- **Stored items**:
============================================================
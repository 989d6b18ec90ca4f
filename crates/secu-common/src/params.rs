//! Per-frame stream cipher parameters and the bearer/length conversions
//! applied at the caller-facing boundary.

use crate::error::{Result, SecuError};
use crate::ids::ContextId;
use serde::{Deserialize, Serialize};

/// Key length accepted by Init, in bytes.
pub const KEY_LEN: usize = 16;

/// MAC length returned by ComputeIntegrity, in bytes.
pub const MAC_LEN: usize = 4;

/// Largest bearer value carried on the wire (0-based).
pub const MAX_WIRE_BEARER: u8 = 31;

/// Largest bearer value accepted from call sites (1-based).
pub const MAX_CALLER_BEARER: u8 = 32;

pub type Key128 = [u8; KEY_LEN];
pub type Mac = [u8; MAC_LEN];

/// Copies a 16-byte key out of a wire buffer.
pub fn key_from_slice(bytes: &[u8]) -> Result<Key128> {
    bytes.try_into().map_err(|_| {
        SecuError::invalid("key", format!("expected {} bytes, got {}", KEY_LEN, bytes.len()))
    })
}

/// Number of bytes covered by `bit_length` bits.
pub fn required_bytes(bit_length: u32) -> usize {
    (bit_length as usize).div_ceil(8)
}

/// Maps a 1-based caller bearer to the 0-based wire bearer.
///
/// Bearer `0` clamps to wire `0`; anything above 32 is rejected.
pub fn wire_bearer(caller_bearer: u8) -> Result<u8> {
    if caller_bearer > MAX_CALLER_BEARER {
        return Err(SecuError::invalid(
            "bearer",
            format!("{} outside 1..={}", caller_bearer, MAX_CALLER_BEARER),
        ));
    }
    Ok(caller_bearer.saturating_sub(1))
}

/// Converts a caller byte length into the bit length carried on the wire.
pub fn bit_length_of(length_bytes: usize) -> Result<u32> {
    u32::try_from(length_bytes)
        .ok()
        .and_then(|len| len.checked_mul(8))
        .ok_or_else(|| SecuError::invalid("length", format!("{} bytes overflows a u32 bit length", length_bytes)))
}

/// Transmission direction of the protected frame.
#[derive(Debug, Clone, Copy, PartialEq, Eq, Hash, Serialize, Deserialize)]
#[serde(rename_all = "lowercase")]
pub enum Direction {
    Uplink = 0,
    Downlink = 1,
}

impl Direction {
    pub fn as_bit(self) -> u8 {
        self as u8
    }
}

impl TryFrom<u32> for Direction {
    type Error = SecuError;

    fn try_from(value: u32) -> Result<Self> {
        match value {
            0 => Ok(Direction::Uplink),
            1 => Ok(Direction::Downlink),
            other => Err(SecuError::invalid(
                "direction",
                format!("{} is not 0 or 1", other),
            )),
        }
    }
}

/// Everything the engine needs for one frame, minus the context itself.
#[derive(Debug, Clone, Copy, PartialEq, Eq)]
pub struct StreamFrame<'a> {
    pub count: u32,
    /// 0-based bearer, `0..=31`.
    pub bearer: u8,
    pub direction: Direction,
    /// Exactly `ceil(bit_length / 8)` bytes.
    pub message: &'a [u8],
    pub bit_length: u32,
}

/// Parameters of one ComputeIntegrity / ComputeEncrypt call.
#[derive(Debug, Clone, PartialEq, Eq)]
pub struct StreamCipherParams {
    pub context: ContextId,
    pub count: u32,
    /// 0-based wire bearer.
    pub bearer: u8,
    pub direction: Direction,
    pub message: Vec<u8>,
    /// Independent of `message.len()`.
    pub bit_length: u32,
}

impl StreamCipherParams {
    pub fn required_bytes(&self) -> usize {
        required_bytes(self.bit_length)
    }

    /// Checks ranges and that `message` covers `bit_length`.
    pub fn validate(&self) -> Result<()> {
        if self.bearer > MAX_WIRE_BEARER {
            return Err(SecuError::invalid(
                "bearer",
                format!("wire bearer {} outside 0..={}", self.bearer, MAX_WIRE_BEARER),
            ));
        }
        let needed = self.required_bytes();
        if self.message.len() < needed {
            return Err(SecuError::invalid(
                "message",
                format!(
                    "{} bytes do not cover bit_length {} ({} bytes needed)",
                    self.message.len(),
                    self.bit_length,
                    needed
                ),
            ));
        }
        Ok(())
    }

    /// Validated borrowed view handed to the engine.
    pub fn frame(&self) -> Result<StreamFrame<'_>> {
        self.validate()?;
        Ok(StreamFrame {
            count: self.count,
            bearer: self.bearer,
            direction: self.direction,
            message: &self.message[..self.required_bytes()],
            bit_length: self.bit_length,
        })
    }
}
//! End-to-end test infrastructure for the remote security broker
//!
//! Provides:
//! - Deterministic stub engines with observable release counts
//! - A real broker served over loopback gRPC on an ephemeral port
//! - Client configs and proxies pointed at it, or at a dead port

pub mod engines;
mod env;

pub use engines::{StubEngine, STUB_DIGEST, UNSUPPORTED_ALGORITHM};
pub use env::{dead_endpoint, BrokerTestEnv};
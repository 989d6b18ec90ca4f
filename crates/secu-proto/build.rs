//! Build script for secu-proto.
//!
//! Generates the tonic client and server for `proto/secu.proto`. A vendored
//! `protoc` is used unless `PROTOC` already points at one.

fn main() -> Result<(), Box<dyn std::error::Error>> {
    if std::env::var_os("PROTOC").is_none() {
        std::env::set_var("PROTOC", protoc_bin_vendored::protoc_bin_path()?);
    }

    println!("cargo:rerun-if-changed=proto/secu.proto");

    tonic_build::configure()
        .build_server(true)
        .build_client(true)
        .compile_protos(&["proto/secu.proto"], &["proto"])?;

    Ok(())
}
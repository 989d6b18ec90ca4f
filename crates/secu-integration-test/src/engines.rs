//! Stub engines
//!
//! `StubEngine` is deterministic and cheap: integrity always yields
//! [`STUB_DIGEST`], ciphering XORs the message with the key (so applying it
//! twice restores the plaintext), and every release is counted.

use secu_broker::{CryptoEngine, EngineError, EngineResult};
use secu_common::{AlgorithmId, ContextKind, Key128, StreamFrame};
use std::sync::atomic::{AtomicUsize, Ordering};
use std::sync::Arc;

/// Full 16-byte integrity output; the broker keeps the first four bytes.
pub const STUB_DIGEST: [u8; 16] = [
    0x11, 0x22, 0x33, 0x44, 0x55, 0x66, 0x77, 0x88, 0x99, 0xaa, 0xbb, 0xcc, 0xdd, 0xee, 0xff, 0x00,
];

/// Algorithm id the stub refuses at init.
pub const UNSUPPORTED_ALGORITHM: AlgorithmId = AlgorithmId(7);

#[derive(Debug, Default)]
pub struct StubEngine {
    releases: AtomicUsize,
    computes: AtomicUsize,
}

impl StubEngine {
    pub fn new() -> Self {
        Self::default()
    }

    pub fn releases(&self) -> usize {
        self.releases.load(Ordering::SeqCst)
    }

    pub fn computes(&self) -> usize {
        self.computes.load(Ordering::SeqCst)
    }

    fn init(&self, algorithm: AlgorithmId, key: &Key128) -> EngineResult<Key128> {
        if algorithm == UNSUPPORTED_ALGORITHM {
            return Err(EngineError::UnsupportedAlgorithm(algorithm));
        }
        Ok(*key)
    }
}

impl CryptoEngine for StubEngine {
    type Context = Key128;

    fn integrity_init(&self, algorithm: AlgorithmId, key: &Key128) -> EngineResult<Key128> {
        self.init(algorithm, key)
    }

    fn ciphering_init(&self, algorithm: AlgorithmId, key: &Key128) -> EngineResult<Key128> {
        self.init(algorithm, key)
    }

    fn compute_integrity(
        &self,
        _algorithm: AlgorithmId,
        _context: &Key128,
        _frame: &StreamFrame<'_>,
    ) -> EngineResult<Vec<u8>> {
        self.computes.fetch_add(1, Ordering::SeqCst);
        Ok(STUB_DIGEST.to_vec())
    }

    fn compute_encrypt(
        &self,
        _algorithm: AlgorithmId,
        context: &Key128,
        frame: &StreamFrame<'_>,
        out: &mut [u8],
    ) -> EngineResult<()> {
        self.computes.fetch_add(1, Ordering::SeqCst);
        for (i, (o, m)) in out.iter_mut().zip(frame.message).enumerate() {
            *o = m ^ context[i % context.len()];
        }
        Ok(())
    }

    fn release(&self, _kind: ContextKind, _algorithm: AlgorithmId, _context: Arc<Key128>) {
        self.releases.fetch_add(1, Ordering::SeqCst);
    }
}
============================================================
- **Brief**:
Wherever "serde" turns up in the records, copy the whole line.

- **Answer for this exercise**:
use serde::{Deserialize, Serialize};
#[serde(rename_all = "lowercase")]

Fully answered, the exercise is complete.